DATA SUPPLIED:
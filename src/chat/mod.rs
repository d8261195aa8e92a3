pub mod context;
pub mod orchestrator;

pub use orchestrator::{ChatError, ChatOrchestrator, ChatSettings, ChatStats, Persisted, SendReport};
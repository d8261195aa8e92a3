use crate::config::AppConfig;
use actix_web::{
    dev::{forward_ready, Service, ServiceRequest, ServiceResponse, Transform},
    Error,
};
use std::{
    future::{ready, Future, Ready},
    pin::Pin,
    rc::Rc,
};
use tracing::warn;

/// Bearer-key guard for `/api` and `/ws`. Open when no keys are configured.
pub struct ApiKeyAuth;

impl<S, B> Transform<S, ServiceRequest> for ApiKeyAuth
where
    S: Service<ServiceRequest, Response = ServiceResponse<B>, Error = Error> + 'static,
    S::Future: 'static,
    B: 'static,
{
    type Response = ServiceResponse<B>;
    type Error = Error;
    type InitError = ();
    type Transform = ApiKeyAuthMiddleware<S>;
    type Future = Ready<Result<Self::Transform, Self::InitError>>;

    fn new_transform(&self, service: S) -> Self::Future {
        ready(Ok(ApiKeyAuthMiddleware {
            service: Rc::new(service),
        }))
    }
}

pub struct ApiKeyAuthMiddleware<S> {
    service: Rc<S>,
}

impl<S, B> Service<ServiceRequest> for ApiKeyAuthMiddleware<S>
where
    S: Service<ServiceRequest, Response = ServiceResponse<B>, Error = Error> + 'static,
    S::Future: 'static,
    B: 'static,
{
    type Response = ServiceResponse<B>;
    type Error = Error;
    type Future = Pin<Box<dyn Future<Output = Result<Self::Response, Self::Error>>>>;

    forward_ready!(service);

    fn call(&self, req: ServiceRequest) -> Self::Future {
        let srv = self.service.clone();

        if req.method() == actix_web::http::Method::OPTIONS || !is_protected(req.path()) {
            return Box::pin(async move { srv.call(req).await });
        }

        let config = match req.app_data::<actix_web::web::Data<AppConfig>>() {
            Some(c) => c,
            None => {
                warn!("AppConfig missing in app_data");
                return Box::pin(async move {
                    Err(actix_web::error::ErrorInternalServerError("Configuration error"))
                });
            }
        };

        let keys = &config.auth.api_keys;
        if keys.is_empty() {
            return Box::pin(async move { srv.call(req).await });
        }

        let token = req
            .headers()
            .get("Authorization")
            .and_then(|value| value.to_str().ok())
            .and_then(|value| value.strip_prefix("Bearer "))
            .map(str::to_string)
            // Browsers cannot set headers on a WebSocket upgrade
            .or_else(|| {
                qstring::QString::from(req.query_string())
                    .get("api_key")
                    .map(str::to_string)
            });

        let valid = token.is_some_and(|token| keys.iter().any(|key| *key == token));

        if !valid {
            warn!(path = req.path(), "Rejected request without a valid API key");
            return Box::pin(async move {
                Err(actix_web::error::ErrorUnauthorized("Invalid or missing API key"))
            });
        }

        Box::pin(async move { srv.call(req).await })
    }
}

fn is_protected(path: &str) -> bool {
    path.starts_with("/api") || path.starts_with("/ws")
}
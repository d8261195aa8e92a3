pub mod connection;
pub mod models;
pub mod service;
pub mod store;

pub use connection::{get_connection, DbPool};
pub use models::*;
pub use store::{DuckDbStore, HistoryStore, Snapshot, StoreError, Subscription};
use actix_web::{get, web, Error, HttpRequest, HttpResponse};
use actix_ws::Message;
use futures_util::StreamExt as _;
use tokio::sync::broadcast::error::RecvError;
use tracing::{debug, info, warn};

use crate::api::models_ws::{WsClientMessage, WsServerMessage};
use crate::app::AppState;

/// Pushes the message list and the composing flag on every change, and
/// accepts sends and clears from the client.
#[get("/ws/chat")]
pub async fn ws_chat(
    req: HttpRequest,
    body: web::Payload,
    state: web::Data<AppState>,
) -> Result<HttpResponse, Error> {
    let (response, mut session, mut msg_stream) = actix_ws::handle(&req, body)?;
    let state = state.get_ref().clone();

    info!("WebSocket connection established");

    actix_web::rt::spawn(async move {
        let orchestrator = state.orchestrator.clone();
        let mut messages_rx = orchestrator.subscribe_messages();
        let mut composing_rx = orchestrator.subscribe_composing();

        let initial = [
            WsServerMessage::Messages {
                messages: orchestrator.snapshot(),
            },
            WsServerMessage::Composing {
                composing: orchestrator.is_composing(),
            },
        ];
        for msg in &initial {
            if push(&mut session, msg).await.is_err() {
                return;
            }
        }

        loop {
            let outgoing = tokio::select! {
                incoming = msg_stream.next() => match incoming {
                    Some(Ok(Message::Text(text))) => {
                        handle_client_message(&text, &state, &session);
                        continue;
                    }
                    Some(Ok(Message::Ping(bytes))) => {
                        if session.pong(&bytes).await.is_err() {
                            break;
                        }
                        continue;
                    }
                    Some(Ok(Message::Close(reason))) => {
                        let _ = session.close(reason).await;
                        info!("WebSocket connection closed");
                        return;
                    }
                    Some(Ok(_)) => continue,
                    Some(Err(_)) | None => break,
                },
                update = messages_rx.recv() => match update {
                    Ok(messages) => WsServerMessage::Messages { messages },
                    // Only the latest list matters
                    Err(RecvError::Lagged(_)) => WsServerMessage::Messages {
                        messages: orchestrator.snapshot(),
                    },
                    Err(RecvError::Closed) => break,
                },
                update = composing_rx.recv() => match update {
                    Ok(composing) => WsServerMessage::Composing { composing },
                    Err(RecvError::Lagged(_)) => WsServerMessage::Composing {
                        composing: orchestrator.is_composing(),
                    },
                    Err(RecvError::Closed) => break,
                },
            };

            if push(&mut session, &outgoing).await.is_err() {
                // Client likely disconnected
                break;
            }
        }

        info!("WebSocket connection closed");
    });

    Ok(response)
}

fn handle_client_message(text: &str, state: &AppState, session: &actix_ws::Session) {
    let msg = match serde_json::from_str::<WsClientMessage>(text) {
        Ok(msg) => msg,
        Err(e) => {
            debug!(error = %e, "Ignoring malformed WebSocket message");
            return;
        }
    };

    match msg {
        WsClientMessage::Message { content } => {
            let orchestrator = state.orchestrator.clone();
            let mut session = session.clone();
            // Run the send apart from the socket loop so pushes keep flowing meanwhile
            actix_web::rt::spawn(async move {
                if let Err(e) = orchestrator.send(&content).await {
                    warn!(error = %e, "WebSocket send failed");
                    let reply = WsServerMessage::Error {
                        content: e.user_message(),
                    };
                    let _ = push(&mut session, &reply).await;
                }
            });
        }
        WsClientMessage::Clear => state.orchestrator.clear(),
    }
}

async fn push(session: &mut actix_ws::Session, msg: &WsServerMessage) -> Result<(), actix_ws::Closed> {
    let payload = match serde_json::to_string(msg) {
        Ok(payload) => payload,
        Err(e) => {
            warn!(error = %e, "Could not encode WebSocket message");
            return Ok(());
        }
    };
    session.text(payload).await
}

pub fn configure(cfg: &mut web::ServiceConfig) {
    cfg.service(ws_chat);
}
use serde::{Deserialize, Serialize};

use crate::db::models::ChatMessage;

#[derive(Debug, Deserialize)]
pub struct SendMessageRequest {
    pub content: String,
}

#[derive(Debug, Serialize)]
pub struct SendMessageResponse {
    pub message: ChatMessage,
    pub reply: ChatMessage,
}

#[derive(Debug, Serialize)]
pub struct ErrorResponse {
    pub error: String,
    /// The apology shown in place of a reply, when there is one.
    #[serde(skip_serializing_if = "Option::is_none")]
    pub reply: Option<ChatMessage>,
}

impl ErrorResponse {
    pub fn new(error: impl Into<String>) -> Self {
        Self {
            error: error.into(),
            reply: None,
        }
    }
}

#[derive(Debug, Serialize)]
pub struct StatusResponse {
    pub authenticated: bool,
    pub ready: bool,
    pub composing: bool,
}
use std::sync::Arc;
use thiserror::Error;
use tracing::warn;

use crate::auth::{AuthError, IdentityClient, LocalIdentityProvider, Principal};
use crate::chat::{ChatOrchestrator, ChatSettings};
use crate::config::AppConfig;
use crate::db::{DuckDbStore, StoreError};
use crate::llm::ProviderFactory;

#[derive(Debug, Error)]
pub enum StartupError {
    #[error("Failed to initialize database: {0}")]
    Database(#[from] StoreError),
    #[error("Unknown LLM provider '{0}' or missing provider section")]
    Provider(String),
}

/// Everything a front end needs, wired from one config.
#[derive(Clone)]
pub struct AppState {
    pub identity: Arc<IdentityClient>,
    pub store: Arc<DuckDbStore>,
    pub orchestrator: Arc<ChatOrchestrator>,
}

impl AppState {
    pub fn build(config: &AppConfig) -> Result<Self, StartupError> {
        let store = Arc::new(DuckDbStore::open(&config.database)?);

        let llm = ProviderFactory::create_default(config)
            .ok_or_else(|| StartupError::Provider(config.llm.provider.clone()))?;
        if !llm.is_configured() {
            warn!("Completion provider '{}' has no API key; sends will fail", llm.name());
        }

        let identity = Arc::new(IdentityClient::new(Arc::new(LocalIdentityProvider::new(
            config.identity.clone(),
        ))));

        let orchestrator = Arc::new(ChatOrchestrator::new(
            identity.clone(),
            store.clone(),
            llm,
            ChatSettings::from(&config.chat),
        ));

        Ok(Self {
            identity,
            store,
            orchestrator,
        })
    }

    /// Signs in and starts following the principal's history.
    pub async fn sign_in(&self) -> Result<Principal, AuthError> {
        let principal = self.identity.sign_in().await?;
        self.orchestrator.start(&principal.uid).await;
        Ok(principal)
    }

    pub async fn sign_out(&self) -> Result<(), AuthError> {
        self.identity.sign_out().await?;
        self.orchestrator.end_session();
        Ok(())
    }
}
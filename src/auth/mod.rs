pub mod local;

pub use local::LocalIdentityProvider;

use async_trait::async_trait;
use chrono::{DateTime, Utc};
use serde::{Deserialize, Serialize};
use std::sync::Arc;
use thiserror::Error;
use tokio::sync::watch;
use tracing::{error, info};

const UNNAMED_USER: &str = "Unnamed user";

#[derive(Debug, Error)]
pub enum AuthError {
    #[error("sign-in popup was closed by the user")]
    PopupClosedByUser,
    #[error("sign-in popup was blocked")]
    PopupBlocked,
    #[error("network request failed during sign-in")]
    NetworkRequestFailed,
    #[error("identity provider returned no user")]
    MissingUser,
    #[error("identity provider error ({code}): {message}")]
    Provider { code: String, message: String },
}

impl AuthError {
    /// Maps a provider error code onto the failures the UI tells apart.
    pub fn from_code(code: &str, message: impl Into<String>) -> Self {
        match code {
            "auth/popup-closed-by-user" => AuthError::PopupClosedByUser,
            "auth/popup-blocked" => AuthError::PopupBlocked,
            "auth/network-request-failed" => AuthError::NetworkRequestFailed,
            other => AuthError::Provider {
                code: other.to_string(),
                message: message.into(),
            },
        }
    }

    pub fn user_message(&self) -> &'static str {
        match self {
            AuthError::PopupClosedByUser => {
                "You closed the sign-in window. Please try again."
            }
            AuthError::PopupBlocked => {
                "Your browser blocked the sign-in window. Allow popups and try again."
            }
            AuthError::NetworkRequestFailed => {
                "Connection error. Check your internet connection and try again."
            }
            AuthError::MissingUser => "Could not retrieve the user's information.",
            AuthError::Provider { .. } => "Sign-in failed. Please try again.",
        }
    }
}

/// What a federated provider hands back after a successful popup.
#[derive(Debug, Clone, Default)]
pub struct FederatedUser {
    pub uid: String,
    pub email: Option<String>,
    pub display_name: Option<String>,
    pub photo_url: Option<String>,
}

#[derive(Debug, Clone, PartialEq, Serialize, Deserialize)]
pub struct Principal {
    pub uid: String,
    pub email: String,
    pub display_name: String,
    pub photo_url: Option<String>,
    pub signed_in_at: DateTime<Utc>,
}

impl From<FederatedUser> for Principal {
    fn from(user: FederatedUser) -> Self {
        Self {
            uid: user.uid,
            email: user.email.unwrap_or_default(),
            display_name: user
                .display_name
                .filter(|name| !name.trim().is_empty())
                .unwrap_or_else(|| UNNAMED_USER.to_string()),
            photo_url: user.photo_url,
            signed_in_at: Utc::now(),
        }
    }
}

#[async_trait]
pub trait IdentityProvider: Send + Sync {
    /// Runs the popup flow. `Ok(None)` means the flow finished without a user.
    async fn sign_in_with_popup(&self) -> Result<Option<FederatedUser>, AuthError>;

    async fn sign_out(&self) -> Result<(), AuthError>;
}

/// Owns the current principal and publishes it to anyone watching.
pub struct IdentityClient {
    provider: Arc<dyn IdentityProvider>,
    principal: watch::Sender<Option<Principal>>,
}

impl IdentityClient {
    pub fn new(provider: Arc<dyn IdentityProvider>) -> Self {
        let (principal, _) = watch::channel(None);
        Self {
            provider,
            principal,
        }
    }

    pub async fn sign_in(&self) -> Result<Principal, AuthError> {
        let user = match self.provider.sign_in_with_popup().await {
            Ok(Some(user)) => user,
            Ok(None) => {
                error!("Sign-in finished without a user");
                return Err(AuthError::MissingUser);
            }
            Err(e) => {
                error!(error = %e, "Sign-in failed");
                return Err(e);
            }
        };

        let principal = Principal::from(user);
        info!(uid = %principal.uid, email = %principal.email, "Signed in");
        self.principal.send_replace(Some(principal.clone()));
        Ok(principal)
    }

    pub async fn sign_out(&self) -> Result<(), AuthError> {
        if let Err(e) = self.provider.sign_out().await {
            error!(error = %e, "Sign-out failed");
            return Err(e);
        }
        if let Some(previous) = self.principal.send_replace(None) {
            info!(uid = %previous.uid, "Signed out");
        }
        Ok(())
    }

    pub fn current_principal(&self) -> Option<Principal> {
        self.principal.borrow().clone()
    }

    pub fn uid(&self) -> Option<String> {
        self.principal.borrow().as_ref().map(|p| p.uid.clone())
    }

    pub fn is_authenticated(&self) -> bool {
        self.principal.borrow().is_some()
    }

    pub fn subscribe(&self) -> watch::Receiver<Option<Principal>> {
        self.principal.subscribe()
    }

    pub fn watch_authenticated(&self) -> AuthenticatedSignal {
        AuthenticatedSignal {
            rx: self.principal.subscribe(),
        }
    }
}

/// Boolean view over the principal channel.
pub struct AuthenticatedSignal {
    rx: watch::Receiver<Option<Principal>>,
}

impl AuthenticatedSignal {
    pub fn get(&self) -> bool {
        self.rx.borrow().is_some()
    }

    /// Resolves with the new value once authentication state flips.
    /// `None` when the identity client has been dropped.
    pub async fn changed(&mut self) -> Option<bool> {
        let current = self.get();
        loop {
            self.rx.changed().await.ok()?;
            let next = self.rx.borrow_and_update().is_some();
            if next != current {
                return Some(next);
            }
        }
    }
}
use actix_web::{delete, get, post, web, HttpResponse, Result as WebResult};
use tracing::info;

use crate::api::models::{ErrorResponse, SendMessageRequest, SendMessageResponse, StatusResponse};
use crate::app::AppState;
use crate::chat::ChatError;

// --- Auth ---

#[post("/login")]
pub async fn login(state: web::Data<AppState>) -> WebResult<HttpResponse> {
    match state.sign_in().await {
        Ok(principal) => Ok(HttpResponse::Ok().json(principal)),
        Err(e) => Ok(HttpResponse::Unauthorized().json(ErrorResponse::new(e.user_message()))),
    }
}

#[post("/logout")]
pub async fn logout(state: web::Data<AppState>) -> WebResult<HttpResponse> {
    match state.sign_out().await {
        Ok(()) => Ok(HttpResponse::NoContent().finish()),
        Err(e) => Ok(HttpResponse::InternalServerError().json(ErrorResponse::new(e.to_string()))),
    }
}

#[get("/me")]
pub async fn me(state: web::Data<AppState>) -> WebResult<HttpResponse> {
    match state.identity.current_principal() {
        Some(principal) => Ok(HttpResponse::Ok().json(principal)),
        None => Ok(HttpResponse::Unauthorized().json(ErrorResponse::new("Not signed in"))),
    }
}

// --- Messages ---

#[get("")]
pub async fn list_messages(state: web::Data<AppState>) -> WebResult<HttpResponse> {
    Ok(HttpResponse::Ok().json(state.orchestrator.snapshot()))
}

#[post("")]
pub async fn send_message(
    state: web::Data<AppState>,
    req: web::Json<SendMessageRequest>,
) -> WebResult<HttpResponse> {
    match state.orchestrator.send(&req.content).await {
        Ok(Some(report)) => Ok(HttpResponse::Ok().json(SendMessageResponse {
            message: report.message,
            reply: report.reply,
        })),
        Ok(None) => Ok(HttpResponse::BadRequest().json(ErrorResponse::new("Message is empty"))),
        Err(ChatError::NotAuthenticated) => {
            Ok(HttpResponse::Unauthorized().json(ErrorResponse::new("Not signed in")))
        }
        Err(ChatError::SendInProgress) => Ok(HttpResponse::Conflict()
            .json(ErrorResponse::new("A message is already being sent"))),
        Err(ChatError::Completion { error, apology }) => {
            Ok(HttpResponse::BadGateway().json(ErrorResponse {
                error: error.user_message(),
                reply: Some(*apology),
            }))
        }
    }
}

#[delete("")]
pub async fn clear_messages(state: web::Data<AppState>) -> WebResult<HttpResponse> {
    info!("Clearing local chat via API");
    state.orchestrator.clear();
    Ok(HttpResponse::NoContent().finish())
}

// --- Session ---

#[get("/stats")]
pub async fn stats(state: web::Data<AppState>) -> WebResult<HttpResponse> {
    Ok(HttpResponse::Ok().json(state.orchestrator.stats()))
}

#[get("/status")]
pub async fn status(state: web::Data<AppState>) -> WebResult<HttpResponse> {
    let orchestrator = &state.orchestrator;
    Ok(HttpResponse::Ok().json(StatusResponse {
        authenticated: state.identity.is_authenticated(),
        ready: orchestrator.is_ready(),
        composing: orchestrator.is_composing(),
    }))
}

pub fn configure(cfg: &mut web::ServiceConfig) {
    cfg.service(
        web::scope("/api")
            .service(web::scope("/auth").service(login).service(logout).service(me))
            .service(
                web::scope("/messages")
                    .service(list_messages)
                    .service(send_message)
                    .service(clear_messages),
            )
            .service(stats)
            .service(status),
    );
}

REQUIREMENT:
Some of the data mentions "when". Copy every line where it does.

TASK SOLUTION:
/// Bearer-key guard for `/api` and `/ws`. Open when no keys are configured.
    /// The apology shown in place of a reply, when there is one.
    /// `None` when the identity client has been dropped.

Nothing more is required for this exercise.